**WHAT IS REQUIRED**
Locate the string "impl" in the records below. Copy every line where it occurs.

**EXERCISE MATERIALS**
=== Begin Enclosure ===
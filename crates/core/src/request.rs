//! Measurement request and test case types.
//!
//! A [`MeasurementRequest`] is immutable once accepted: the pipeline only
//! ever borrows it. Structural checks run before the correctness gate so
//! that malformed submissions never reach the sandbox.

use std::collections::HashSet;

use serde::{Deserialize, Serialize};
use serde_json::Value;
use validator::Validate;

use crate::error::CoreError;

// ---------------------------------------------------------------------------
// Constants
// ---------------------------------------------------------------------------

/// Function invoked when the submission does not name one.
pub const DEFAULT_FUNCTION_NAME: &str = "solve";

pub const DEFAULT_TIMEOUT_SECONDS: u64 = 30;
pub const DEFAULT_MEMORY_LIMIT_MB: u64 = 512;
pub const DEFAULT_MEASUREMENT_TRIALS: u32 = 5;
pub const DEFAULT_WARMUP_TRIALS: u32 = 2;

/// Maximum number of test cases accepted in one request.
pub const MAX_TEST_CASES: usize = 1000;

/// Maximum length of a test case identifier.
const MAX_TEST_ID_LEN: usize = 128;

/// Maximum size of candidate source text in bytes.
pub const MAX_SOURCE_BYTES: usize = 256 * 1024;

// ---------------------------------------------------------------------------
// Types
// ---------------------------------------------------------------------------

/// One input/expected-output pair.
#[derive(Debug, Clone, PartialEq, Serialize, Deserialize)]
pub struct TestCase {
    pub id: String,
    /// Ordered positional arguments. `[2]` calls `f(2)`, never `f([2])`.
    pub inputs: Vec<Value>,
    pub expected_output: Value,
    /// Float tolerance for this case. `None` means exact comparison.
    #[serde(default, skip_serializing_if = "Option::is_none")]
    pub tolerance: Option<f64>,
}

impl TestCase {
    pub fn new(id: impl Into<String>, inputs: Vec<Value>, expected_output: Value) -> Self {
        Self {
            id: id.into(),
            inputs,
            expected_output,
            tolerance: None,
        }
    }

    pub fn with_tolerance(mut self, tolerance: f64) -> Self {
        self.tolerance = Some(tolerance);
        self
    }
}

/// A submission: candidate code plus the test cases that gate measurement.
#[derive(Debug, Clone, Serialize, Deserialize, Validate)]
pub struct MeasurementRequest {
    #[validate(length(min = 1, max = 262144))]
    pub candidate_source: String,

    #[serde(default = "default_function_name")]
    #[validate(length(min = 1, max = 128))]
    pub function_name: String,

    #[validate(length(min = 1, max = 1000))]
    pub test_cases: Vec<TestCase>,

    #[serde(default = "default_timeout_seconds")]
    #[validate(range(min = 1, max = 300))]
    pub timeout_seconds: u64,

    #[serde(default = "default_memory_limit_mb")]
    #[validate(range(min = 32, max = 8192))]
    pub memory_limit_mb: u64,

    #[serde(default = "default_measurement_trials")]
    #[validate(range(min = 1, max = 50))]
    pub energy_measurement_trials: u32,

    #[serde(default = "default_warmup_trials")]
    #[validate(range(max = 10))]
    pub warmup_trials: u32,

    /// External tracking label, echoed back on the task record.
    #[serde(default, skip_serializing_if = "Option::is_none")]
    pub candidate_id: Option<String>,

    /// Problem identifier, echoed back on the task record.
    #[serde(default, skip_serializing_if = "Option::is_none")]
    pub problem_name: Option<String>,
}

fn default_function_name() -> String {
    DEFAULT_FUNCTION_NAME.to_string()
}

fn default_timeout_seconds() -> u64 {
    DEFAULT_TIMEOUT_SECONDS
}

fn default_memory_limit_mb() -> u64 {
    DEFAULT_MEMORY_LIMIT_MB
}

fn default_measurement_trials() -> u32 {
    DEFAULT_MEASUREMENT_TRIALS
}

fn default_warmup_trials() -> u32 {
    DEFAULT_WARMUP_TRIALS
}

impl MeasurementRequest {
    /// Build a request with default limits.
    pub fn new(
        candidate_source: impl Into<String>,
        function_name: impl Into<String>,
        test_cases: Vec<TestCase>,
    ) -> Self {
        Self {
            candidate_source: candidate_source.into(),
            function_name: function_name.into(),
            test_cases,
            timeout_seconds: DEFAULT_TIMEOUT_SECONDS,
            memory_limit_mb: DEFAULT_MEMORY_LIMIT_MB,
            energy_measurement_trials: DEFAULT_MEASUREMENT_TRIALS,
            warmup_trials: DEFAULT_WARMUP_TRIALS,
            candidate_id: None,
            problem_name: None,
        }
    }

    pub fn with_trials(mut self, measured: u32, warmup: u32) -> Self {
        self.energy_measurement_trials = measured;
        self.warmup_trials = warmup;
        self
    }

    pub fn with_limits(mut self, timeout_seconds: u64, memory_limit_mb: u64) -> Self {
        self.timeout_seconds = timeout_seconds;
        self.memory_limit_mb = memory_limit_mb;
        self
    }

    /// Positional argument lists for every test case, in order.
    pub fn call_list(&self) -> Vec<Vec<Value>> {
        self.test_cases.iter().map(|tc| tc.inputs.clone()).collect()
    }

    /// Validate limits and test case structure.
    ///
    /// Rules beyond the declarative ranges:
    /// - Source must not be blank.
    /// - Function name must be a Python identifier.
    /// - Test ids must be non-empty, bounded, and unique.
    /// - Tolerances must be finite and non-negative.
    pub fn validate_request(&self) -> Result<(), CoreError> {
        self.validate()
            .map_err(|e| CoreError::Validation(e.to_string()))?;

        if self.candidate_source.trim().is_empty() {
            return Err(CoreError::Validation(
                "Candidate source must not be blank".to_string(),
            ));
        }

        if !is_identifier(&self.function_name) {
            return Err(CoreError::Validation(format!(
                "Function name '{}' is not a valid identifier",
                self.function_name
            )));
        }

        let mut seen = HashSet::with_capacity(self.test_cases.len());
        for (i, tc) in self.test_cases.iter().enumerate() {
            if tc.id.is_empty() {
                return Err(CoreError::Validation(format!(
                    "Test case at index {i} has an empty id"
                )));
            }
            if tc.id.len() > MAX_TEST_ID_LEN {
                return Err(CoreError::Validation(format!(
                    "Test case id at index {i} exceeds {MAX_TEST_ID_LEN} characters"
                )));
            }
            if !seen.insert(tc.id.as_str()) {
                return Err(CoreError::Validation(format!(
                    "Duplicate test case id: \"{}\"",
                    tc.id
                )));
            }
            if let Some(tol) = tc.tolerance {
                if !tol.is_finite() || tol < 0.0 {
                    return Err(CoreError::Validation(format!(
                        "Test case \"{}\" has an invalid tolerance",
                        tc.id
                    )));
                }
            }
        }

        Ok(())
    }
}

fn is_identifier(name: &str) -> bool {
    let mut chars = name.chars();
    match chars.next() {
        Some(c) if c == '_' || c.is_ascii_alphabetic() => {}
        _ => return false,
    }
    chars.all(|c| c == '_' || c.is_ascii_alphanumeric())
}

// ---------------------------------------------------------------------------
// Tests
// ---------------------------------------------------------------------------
=== End Enclosure ===
**RESPONSE BOX**
impl TestCase {
    pub fn new(id: impl Into<String>, inputs: Vec<Value>, expected_output: Value) -> Self {
impl MeasurementRequest {
        candidate_source: impl Into<String>,
        function_name: impl Into<String>,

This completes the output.